# EuroSat Dataset ML Models

In [1]:
from config import Config
from src.colors import bcolors

c = bcolors()
config = Config()

### Load Data
For the training/validation data we use the csv for train.
The test data (manually labeled) is stored in a csv file with the labels.

In [2]:
from sklearn.preprocessing import LabelEncoder
import pandas as pd

df = pd.read_csv(config.TRAIN_FILE)
test_df = pd.read_csv("labels.csv")

encoder = LabelEncoder()
encoder = encoder.fit(df[['label']].values.flatten())
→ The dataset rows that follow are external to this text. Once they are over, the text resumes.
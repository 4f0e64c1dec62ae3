#![forbid(unsafe_code)]

//! keel: a reactive, mutation-mediated state container engine.
//!
//! This crate re-exports the workspace crates under one roof:
//!
//! | Module | Crate | Contents |
//! |--------|-------|----------|
//! | [`core`] | `keel-core` | comparators, diffing, persistence, clocks |
//! | [`reactive`] | `keel-reactive` | subscribable values, selectors, batching |
//! | [`runtime`] | `keel-runtime` | stores, plugins, transactions, undo, schedulers, time travel |
//!
//! Most applications only need the [`prelude`].
//!
//! ```
//! use keel::prelude::*;
//!
//! #[derive(Clone, PartialEq, serde::Serialize, serde::Deserialize)]
//! struct Cart {
//!     items: Vec<String>,
//! }
//!
//! let ctx = StoreContext::new();
//! let cart = ctx
//!     .create_store(StoreConfig::new("cart"), || Cart { items: vec![] })
//!     .unwrap();
//! let count = cart.select(|c: &Cart| c.items.len());
//!
//! cart.patch("addItem", |c| c.items.push("apple".into())).unwrap();
//! assert_eq!(count.get(), 1);
//! ```

pub use keel_core as core;
pub use keel_reactive as reactive;
pub use keel_runtime as runtime;

pub use keel_runtime::{
    Outcome, Reason, State, Store, StoreConfig, StoreContext, StoreError, Update,
};

/// Everything needed to define, mutate and observe stores.
pub mod prelude {
    pub use keel_core::{
        Clock, DiffKind, FileStorage, FnCodec, JsonCodec, ManualClock, MemoryStorage, StateDiff,
        StorageBackend, SystemClock,
    };
    pub use keel_reactive::{BatchScope, EventStream, Observable, Selector, Subscribable, Subscription};
    pub use keel_runtime::{
        BatchContext, ConfigError, Debouncer, Decision, EngineConfig, History, HistoryEntry,
        Outcome, PersistTo, PluginContext, PluginError, Reason, State, Store, StoreConfig,
        StoreContext, StoreError, StorePlugin, Throttler, TimeTravelCommand, TimeTravelRecorder,
        TracingPlugin, Transaction, TransactionError, TransactionState, UndoRedoPlugin, Update,
    };
    pub use serde_json::{Value, json};
}
#![forbid(unsafe_code)]

//! Error types for the store runtime.
//!
//! A vetoed or deduplicated mutation is *not* an error; it is reported as
//! [`Outcome::NoChange`](crate::store::Outcome::NoChange). Everything here is
//! surfaced synchronously to the immediate caller. The only automatic
//! recovery is transactional rollback.

use std::fmt;

use keel_core::PersistenceError;

use crate::transaction::TransactionState;

/// Plugin lifecycle hook names, for error reporting.
#[derive(Debug, Clone, Copy, PartialEq, Eq, Hash)]
pub enum Hook {
    /// `on_store_init`
    Init,
    /// `on_before_change`
    BeforeChange,
    /// `on_after_change`
    AfterChange,
    /// `on_store_destroy`
    Destroy,
}

impl fmt::Display for Hook {
    fn fmt(&self, f: &mut fmt::Formatter<'_>) -> fmt::Result {
        f.write_str(match self {
            Self::Init => "on_store_init",
            Self::BeforeChange => "on_before_change",
            Self::AfterChange => "on_after_change",
            Self::Destroy => "on_store_destroy",
        })
    }
}

/// A plugin hook failed.
///
/// Plugins build one with [`PluginError::new`]; the pipeline fills in which
/// plugin and hook it came from.
#[derive(Debug, Clone, PartialEq, Eq)]
pub struct PluginError {
    /// Plugin name, as reported by `StorePlugin::name`.
    pub plugin: String,
    /// Hook that failed.
    pub hook: Option<Hook>,
    /// Human readable reason.
    pub message: String,
}

impl PluginError {
    /// A plugin failure with `message`.
    pub fn new(message: impl Into<String>) -> Self {
        Self {
            plugin: String::new(),
            hook: None,
            message: message.into(),
        }
    }

    pub(crate) fn located(mut self, plugin: &str, hook: Hook) -> Self {
        if self.plugin.is_empty() {
            self.plugin = plugin.to_string();
        }
        self.hook = Some(hook);
        self
    }
}

impl fmt::Display for PluginError {
    fn fmt(&self, f: &mut fmt::Formatter<'_>) -> fmt::Result {
        match self.hook {
            Some(hook) => write!(f, "plugin '{}' failed in {hook}: {}", self.plugin, self.message),
            None => write!(f, "plugin '{}' failed: {}", self.plugin, self.message),
        }
    }
}

impl std::error::Error for PluginError {}

/// Errors from store operations.
#[derive(Debug)]
pub enum StoreError {
    /// The store configuration is unusable (for example an empty name).
    InvalidConfig(String),
    /// A live store with this name already exists in the context.
    DuplicateStore(String),
    /// The store has been destroyed.
    Destroyed(String),
    /// A mutation was issued from inside the same store's pipeline.
    Reentrant {
        /// Store being mutated.
        store: String,
        /// Action of the rejected nested mutation.
        action: String,
    },
    /// `commit()`/`rollback()` (or a mutation through a transaction handle)
    /// outside the `Active` state.
    InvalidTransactionState {
        /// State the operation requires.
        expected: TransactionState,
        /// State the transaction is in.
        actual: TransactionState,
    },
    /// Persisting a committed state failed. The in-memory state stays committed.
    Persistence {
        /// Store whose state was being written.
        store: String,
        /// Underlying failure.
        source: PersistenceError,
    },
    /// A plugin hook failed.
    Plugin(PluginError),
    /// A merge or time-travel payload could not be converted to the state type.
    Codec {
        /// Store involved.
        store: String,
        /// Conversion error.
        message: String,
    },
    /// A plugin vetoed the restore of a rollback. The transaction is over but
    /// the store still holds the in-transaction state.
    RollbackVetoed {
        /// Store being rolled back.
        store: String,
        /// Plugin that vetoed.
        plugin: String,
    },
    /// No history entry has this id.
    UnknownAction(u64),
    /// No live store is registered under this name.
    UnknownStore(String),
}

impl fmt::Display for StoreError {
    fn fmt(&self, f: &mut fmt::Formatter<'_>) -> fmt::Result {
        match self {
            Self::InvalidConfig(msg) => write!(f, "invalid store config: {msg}"),
            Self::DuplicateStore(name) => write!(f, "store '{name}' already exists"),
            Self::Destroyed(name) => write!(f, "store '{name}' has been destroyed"),
            Self::Reentrant { store, action } => write!(
                f,
                "reentrant mutation '{action}' on store '{store}' from inside its own pipeline"
            ),
            Self::InvalidTransactionState { expected, actual } => write!(
                f,
                "invalid transaction state: expected {expected}, found {actual}"
            ),
            Self::Persistence { store, source } => {
                write!(f, "failed to persist store '{store}': {source}")
            }
            Self::Plugin(err) => fmt::Display::fmt(err, f),
            Self::Codec { store, message } => {
                write!(f, "state conversion failed for store '{store}': {message}")
            }
            Self::RollbackVetoed { store, plugin } => write!(
                f,
                "rollback of store '{store}' vetoed by plugin '{plugin}'; snapshot not restored"
            ),
            Self::UnknownAction(id) => write!(f, "no recorded action with id {id}"),
            Self::UnknownStore(name) => write!(f, "no store registered as '{name}'"),
        }
    }
}

impl std::error::Error for StoreError {
    fn source(&self) -> Option<&(dyn std::error::Error + 'static)> {
        match self {
            Self::Persistence { source, .. } => Some(source),
            Self::Plugin(err) => Some(err),
            _ => None,
        }
    }
}

impl From<PluginError> for StoreError {
    fn from(err: PluginError) -> Self {
        Self::Plugin(err)
    }
}

/// Failure of a transaction run by [`Store::transaction`](crate::Store::transaction).
#[derive(Debug)]
pub enum TransactionError<E> {
    /// The body failed; the transaction was rolled back before returning.
    Body(E),
    /// The body succeeded but committing (or a store operation) failed.
    Store(StoreError),
}

impl<E> TransactionError<E> {
    /// The body error, if that is what failed.
    pub fn into_body(self) -> Option<E> {
        match self {
            Self::Body(err) => Some(err),
            Self::Store(_) => None,
        }
    }
}

impl<E: fmt::Display> fmt::Display for TransactionError<E> {
    fn fmt(&self, f: &mut fmt::Formatter<'_>) -> fmt::Result {
        match self {
            Self::Body(err) => write!(f, "transaction rolled back: {err}"),
            Self::Store(err) => write!(f, "transaction failed: {err}"),
        }
    }
}

impl<E: std::error::Error + 'static> std::error::Error for TransactionError<E> {
    fn source(&self) -> Option<&(dyn std::error::Error + 'static)> {
        match self {
            Self::Body(err) => Some(err),
            Self::Store(err) => Some(err),
        }
    }
}

impl<E> From<StoreError> for TransactionError<E> {
    fn from(err: StoreError) -> Self {
        Self::Store(err)
    }
}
For feature extraction you can specify a list of strings:

| feature name | description                              |
|--------------|------------------------------------------|
| color_hist   | extracts color histogram                 |
| hog          | extracts Histogram of Oriented Gradients |


In [None]:
from src.dataset import EuroSatMS
from sklearn.model_selection import train_test_split

channels = [3, 2, 1]
fe_methods = ["color_hist", "hog"]

train_df, val_df = train_test_split(df, test_size=0.1, stratify=df['label'])

ds_val = EuroSatMS(
    val_df, 
    config.TRAIN_MS_DIR,
    feature_extractor=fe_methods,
    encoder=encoder,
    select_chan=channels,
)

ds_test = EuroSatMS(
    test_df, 
    config.TEST_MS_DIR,
    feature_extractor=fe_methods,
    encoder=encoder,
    select_chan=channels,
)

ds_train = EuroSatMS(
    train_df, 
    config.TRAIN_MS_DIR,
    feature_extractor=fe_methods,
    encoder=encoder,
    select_chan=channels,
)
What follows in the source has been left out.